2 Cardiovascular Disease The heart is the vas system’s most delicate and crucial organ. The body’s blood arteries assist the heart in pumping blood to each and every cell. The oxygen that the cells need to function is carried by the blood and transferred to the heart [2]. Cardiovascular disease or condition is the term used to describe when the heart and blood arteries are not functioning as they should. The first degree of heart illness that requires diagnosis is cardiovascular disease.
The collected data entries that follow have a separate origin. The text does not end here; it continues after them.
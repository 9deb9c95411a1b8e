//! Service context bundling all port trait objects.

use crate::config::AppConfig;
use crate::ports::catalog::Catalog;
use crate::ports::clock::Clock;
use crate::ports::feed::TrendingFeed;
use crate::ports::filesystem::FileSystem;

/// Bundles all port trait objects into a single context.
///
/// Each field provides access to one external boundary. The live
/// constructor wires real adapters; tests substitute in-memory ones.
pub struct ServiceContext {
    /// Clock for stamping pass reports.
    pub clock: Box<dyn Clock>,
    /// Filesystem for the link store and the symlink tree.
    pub fs: Box<dyn FileSystem>,
    /// Source of trending titles.
    pub feed: Box<dyn TrendingFeed>,
    /// Media-server catalog for path and identity lookups.
    pub catalog: Box<dyn Catalog>,
}

impl ServiceContext {
    /// Creates a live context with real adapters configured from `config`.
    #[must_use]
    pub fn live(config: &AppConfig) -> Self {
        use crate::adapters::live::clock::LiveClock;
        use crate::adapters::live::emby::EmbyCatalog;
        use crate::adapters::live::filesystem::LiveFileSystem;
        use crate::adapters::live::trakt::TraktFeed;

        Self {
            clock: Box::new(LiveClock),
            fs: Box::new(LiveFileSystem),
            feed: Box::new(TraktFeed::new(&config.trakt)),
            catalog: Box::new(EmbyCatalog::new(&config.emby)),
        }
    }
}
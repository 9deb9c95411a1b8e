//! `trendlink repair` command.

use super::RunStatus;
use crate::cli::selected_kinds;
use crate::config::AppConfig;
use crate::context::ServiceContext;
use crate::links::Reconciler;
use crate::media::MediaKind;

/// Execute the `repair` command: drop records whose link has disappeared so
/// the next sync recreates them.
///
/// # Errors
///
/// Returns an error string if a store cannot be read or written.
pub fn run(
    ctx: &ServiceContext,
    config: &AppConfig,
    kind: Option<MediaKind>,
) -> Result<RunStatus, String> {
    let reconciler = Reconciler::new(ctx, config);
    for kind in selected_kinds(kind) {
        let purged = reconciler.repair(kind).map_err(|e| e.to_string())?;
        if purged.is_empty() {
            println!("{kind}: all recorded links present.");
            continue;
        }
        println!("{kind}: purged {} record(s)", purged.len());
        for link in &purged {
            println!("  {}", link.display());
        }
    }
    Ok(RunStatus::Clean)
}

#[cfg(test)]
mod tests {
    use super::*;
    use crate::testing::{test_config, test_context, FakeCatalog, FakeFeed, MemFs};

    #[test]
    fn repair_without_stores_is_a_no_op() {
        let (fs, feed, catalog) = (MemFs::new(), FakeFeed::new(), FakeCatalog::new());
        let ctx = test_context(&fs, &feed, &catalog);
        let config = test_config();

        assert_eq!(run(&ctx, &config, None).unwrap(), RunStatus::Clean);
        assert!(fs.ops().is_empty());
    }
}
M. Bhatt (B) · M. Patel · A. K. Sharma · R. Vyas · V. K. Maurya Geetanjali Institute of Technical Studies, Udaipur, Rajasthan, India e-mail: [email protected] V. K. Maurya e-mail: [email protected] © The Author(s), under exclusive license to Springer Nature Singapore Pte Ltd. 2023 V. Devedzic et al. (eds.), Proceedings of the International Conference on Intelligent Computing, Communication and Information Security, Algorithms for Intelligent Systems, https://doi.org/10.1007/978-981-99-1373-2_36
457
458
M. Bhatt et al.
3 Arrhythmia Everybody’s heart beats at the same rate. But occasionally, irregular heartbeats are observed, such as those caused by the heart beating too quickly (scientifically referred to as tachycardia), too early (scientifically referred to as premature contraction), too slowly (scientifically referred to as bradycardia), or too irregularly (scientifically referred to as fibrillation), and this type of disease is referred to as arrhythmia [3]. Due to the electrical impulses to the heart’s lack of coordination, there is a significant rate of variation in heartbeats, which causes this heart rhythm issue. This type of sickness, which causes our hearts to flutter or race, is typically innocuous.
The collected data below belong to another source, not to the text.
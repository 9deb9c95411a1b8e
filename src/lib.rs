//! Core library entry for the `trendlink` CLI.

pub mod adapters;
pub mod cli;
pub mod commands;
pub mod config;
pub mod context;
pub mod error;
pub mod links;
pub mod logging;
pub mod media;
pub mod ports;

#[cfg(test)]
mod testing;

pub use commands::RunStatus;

use clap::Parser;

/// Run the CLI with the provided arguments.
///
/// # Errors
///
/// Returns an error string when argument parsing fails or command execution fails.
pub fn run<I, T>(args: I) -> Result<RunStatus, String>
where
    I: IntoIterator<Item = T>,
    T: Into<std::ffi::OsString> + Clone,
{
    let cli = cli::Cli::try_parse_from(args).map_err(|err| err.to_string())?;
    commands::dispatch(&cli)
}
3.1 Signs and Symptoms of Arrhythmia Patients may or may not exhibit arrhythmia symptoms. Some people might simply be missing it altogether [4]. A basic physical examination or ECG recording by a physician may reveal any sign or symptom of arrhythmia (that is either the patient feels some symptoms like abnormal heartbeat or doctor detect a sign or the symptom related to heart disease).
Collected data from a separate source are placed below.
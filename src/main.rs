//! Binary entrypoint for the `trendlink` CLI.

use std::process::ExitCode;

use trendlink::RunStatus;

fn main() -> ExitCode {
    match trendlink::run(std::env::args()) {
        Ok(RunStatus::Clean) => ExitCode::SUCCESS,
        // Some items were skipped; the run itself completed.
        Ok(RunStatus::Partial) => ExitCode::from(2),
        Err(err) => {
            eprintln!("{err}");
            ExitCode::FAILURE
        }
    }
}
3.2 Causes of Arrhythmia There ought to be an exact and unmistakable pathway for the electrical motivations that train the heart to contract. Any aggravation to these driving forces will be the explanation of arrhythmia [5]. We as a whole realize that the engineering human heart involves four chambers—the chambers on every portion of the heart structure two bordering siphons, with the chamber (upper chamber) and the ventricle (lower chamber). When talking about the heartbeat, during each heartbeat, the relaxed ventricles are filled with blood when smaller and less muscular atria contract [6]. The electrical signals are passes by the small cells present in right atrium (the sinus node) which jointly causes the contraction in right and left atria reason behind reduction. Then, the center of the heart called the atria-ventricular node receives this electrical impulses and after this these impulses move to the ventricles and causing them to pump blood by contractions a serious problem (Table 1).
4 Basic Key Techniques Electrocardiogram (ECG) is an assessment which is prescribe by the specialists to record and break down the working of heart as an electrical movement. ECG has been
36 Modified Method of Diagnosis of Arrhythmia Using ECG Signal … Table 1 Types of arrhythmia
Size
Type
Effect
1
Tachycardias
Rapid arrhythmias
2
Bradycardias
Slow arrhythmias
3
Fibrillations
Irregular arrhythmias
4
Premature contraction
Premature contraction
459
successfully involved when till today as a significant measure to decide if the heart is working appropriately [5]. ECG recording is not the last step while diagnosing the heart infections in light of the fact that after the assessment, right examination is vital.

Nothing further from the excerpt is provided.